- [Task brief]
Work through the data below and copy out every line where "display" is found.

Collected data entries:
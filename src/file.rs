//! Ownership of one open log file and its framing state.

use crate::error::Result;
use crate::framing::{FrameEvent, LineFramer};
use std::io::SeekFrom;
use std::path::{Path, PathBuf};
use std::time::Duration;
use tokio::fs::File;
use tokio::io::{AsyncReadExt, AsyncSeekExt};
use tokio::sync::broadcast;
use tracing::warn;

/// Interval between attempts to open a file that does not exist yet.
pub(crate) const OPEN_RETRY_INTERVAL: Duration = Duration::from_secs(1);

/// How an opened file positions its read cursor.
#[derive(Debug, Clone, Copy, PartialEq, Eq)]
pub(crate) enum OpenMode {
    /// Seek to end-of-file; only newly appended bytes are read. Used for
    /// live tailing.
    Tail,
    /// Skip the 2-byte byte-order mark and read everything once. Used for
    /// one-shot reads of a complete file.
    Full,
}

/// One open log file descriptor plus the framer attached to it.
///
/// Replaced wholesale on rotation. Both open modes leave the cursor at a
/// position where the next byte starts a fresh code unit, so every open
/// begins with a framer in its sentinel state and no leftover bytes from a
/// previous file.
#[derive(Debug)]
pub(crate) struct LogFile {
    path: PathBuf,
    file: File,
    framer: LineFramer,
}

impl LogFile {
    /// Single open attempt.
    pub(crate) async fn open(path: &Path, mode: OpenMode) -> Result<Self> {
        let mut file = File::open(path).await?;
        match mode {
            OpenMode::Tail => {
                file.seek(SeekFrom::End(0)).await?;
            }
            OpenMode::Full => {
                let mut bom = [0u8; 2];
                let _ = file.read(&mut bom).await?;
            }
        }

        Ok(Self {
            path: path.to_path_buf(),
            file,
            framer: LineFramer::new(),
        })
    }

    /// Retries [`LogFile::open`] every second until it succeeds or the
    /// shutdown channel fires. Warns once per call rather than per attempt:
    /// the usual cause is that the game has not created the file yet, which
    /// resolves itself on its next loggable action.
    pub(crate) async fn open_with_retry(
        path: &Path,
        mode: OpenMode,
        shutdown: &mut broadcast::Receiver<()>,
    ) -> Option<Self> {
        let mut warned = false;
        loop {
            match Self::open(path, mode).await {
                Ok(file) => return Some(file),
                Err(err) => {
                    if !warned {
                        warned = true;
                        warn!(
                            path = %path.display(),
                            %err,
                            "log file not available; waiting for the game to write its next entry"
                        );
                    }
                }
            }

            tokio::select! {
                _ = shutdown.recv() => return None,
                _ = tokio::time::sleep(OPEN_RETRY_INTERVAL) => {}
            }
        }
    }

    /// Drains every byte currently available and returns the framing events
    /// they produced. Returns an empty vec when the file has not grown.
    ///
    /// Read errors end the drain and are reported as diagnostics; events
    /// completed before the error are still returned.
    pub(crate) async fn read_available(&mut self) -> Vec<FrameEvent> {
        let mut events = Vec::new();
        let mut chunk = [0u8; 4096];
        loop {
            match self.file.read(&mut chunk).await {
                Ok(0) => break,
                Ok(n) => {
                    for &byte in &chunk[..n] {
                        if let Some(event) = self.framer.feed(byte) {
                            events.push(event);
                        }
                    }
                }
                Err(err) => {
                    warn!(path = %self.path.display(), %err, "error while reading log file");
                    break;
                }
            }
        }
        events
    }

    pub(crate) fn path(&self) -> &Path {
        &self.path
    }
}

- [Task response]
                            path = %path.display(),
                    warn!(path = %self.path.display(), %err, "error while reading log file");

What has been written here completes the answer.